Old media, or legacy media, are the mass media institutions that dominated prior to the Information Age; particularly print media, film studios, music studios, advertising agencies, radio broadcasting, and television.
Old media institutions are centralized and communicate with one-way technologies to a generally anonymous mass audience. By definition, it is often dichotomized with New media, more often computer technologies that are interactive and comparatively decentralized; they enable people to telecommunicate with one another, due to their mass use and availability, namely through internet.

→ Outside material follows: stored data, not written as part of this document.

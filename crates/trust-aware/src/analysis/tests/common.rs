use std::collections::BTreeMap;
use std::sync::Arc;

use axum::response::Response;
use serde_json::Value;

use crate::analysis::{analysis_router, AnalysisService, AnalysisSettings, AnalyzeRequest};
use crate::classifier::{ClassifierError, TextClassifier};
use crate::policy::ClassificationResult;

/// Returns the same canned result for every text.
pub(super) struct FixedClassifier {
    result: ClassificationResult,
}

impl FixedClassifier {
    pub(super) fn binary(label: &str, confidence: f64) -> Self {
        let other = if label == "POSITIVE" {
            "NEGATIVE"
        } else {
            "POSITIVE"
        };
        Self {
            result: ClassificationResult {
                label: label.to_string(),
                confidence,
                scores: BTreeMap::from([
                    (label.to_string(), confidence),
                    (other.to_string(), 1.0 - confidence),
                ]),
            },
        }
    }

    pub(super) fn single_label() -> Self {
        Self {
            result: ClassificationResult {
                label: "POSITIVE".to_string(),
                confidence: 1.0,
                scores: BTreeMap::from([("POSITIVE".to_string(), 1.0)]),
            },
        }
    }
}

impl TextClassifier for FixedClassifier {
    fn model_name(&self) -> &str {
        "fixed-test-model"
    }

    fn classify(&self, _text: &str) -> Result<ClassificationResult, ClassifierError> {
        Ok(self.result.clone())
    }
}

pub(super) struct OfflineClassifier;

impl TextClassifier for OfflineClassifier {
    fn model_name(&self) -> &str {
        "offline-test-model"
    }

    fn classify(&self, _text: &str) -> Result<ClassificationResult, ClassifierError> {
        Err(ClassifierError::Unavailable("model weights missing".to_string()))
    }
}

pub(super) fn service<C: TextClassifier + 'static>(classifier: C) -> AnalysisService<C> {
    AnalysisService::new(Arc::new(classifier), AnalysisSettings::default())
}

pub(super) fn request(text: &str) -> AnalyzeRequest {
    AnalyzeRequest {
        text: text.to_string(),
        confidence_threshold: None,
    }
}

pub(super) fn router_with<C: TextClassifier + 'static>(classifier: C) -> axum::Router {
    analysis_router(Arc::new(service(classifier)))
}

pub(super) async fn read_json_body(response: Response) -> Value {
    let body = axum::body::to_bytes(response.into_body(), 64 * 1024)
        .await
        .expect("read body");
    serde_json::from_slice(&body).expect("json payload")
}
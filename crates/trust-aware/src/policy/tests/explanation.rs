use super::common::*;
use crate::policy::{assess, explain, DecisionConfig, DecisionEngine, RiskSignal};

#[test]
fn accepted_explanation_states_prediction_and_safety() {
    let result = binary("POSITIVE", 0.9);
    let config = DecisionConfig::default();
    let assessment = assess(&result, CONFIDENT_TEXT, &config).expect("assessment succeeds");

    let text = explain(&result, &assessment, &config);

    assert!(text.starts_with("The system predicted POSITIVE with confidence 0.90"));
    assert!(text.contains("margin between the top two labels is 0.80"));
    assert!(text.contains("No risk factors were detected"));
    assert!(text.contains("automation is considered safe"));
    assert!(!text.contains("human review"));
}

#[test]
fn deferred_explanation_lists_signals_and_rationale() {
    let result = binary("POSITIVE", 0.97);
    let config = DecisionConfig::default();
    let assessment = assess(&result, CONTRASTIVE_TEXT, &config).expect("assessment succeeds");

    let text = explain(&result, &assessment, &config);

    assert!(text.contains("the text contains contrastive phrasing"));
    assert!(text.contains("the text shows mixed or conflicting sentiment cues"));
    assert!(text.contains("risk score of 2 meets the review threshold of 2"));
    assert!(text.contains(
        "the system prefers deferring to a human over risking a confidently wrong automated decision"
    ));
    assert!(!text.contains("No risk factors"));
}

#[test]
fn clauses_follow_signal_order() {
    let result = binary("NEGATIVE", 0.52);
    let config = DecisionConfig::default();
    let assessment =
        assess(&result, "Maybe it works, but who knows?", &config).expect("assessment succeeds");
    assert_eq!(assessment.risk_signals, RiskSignal::ALL.to_vec());

    let text = explain(&result, &assessment, &config);

    let positions: Vec<usize> = [
        "confidence is below the configured threshold",
        "the score margin between the top two labels is narrow",
        "the text contains hedging, a question, and contrastive phrasing",
        "the text shows mixed or conflicting sentiment cues",
    ]
    .iter()
    .map(|clause| text.find(clause).expect("clause present"))
    .collect();

    assert!(positions.windows(2).all(|pair| pair[0] < pair[1]));
}

#[test]
fn narrow_margin_is_called_out() {
    let result = binary("POSITIVE", 0.55);
    let config = config_with(0.5);
    let assessment = assess(&result, PLAIN_TEXT, &config).expect("assessment succeeds");

    let text = explain(&result, &assessment, &config);

    assert!(text.contains("narrow compared to the stability threshold of 0.20"));
    assert!(text.contains("at or above the confidence threshold of 0.50"));
    assert!(text.contains("stays below the review threshold of 2"));
    assert!(!text.contains("prefers deferring"));
}

#[test]
fn explanation_narrates_rather_than_recomputes() {
    let result = binary("POSITIVE", 0.9);
    let config = DecisionConfig::default();
    let mut assessment = assess(&result, CONFIDENT_TEXT, &config).expect("assessment succeeds");
    assessment.risk_signals.push(RiskSignal::LowMargin);

    let text = explain(&result, &assessment, &config);

    assert!(text.contains("which is narrow compared to the stability threshold"));
    assert!(text.contains("the score margin between the top two labels is narrow"));
}

#[test]
fn explanation_is_deterministic() {
    let engine = DecisionEngine::default();
    let result = binary("NEGATIVE", 0.61);
    let assessment = engine
        .assess(&result, HEDGED_TEXT)
        .expect("assessment succeeds");

    assert_eq!(
        engine.explain(&result, &assessment),
        engine.explain(&result, &assessment)
    );
}

#[test]
#[cfg(debug_assertions)]
#[should_panic(expected = "config other than the assessment's")]
fn explaining_with_a_foreign_config_is_caught_in_debug_builds() {
    let result = binary("POSITIVE", 0.6);
    let assessment =
        assess(&result, PLAIN_TEXT, &config_with(0.5)).expect("assessment succeeds");

    explain(&result, &assessment, &DecisionConfig::default());
}

#[test]
#[cfg(not(debug_assertions))]
fn thresholds_are_quoted_from_the_assessment() {
    let result = binary("POSITIVE", 0.6);
    let assessment =
        assess(&result, PLAIN_TEXT, &config_with(0.5)).expect("assessment succeeds");

    let text = explain(&result, &assessment, &DecisionConfig::default());

    assert!(text.contains("at or above the confidence threshold of 0.50"));
    assert!(!text.contains("0.70"));
}
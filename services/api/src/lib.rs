mod cli;
mod demo;
mod infra;
mod routes;
mod server;

use trust_aware::error::AppError;

pub async fn run() -> Result<(), AppError> {
    cli::run().await
}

Old Media companies have diminished in the last decade with the changing media landscape, namely the modern reliance on streaming and digitization of what was once analog, and the advent of simple worldwide connection and mass conversation. Old media, or "legacy media" conglomerates include Disney, Warner Media, ViacomCBS, Bertelsmann Publishers, and NewsCorp., owners of Fox news and entertainment, and span from books to audio to visual media. These conglomerates are often owned and inherited between families, such as the Murdochs of NewsCorp. Due to traditional media's heavy use in economics and political structures, it remains current regardless of New Media's emergence.
The advent of new communication technology (NCT) has brought forth a set of opportunities and challenges for conventional media. The presence of new media and the Internet in particular, has posed a challenge to conventional media, especially the printed newspaper. The new media have also affected the way newspapers get and circulate their news. Since 1999, almost 90% of daily newspapers in the United States have been actively using online technologies to search for articles and most of them also create their own news websites to reach new markets.
The challenges faced by old media, especially newspapers, has to do with the combination of the global economic crisis, dwindling readership and advertising dollars, and the inability of newspapers to monetize their online efforts.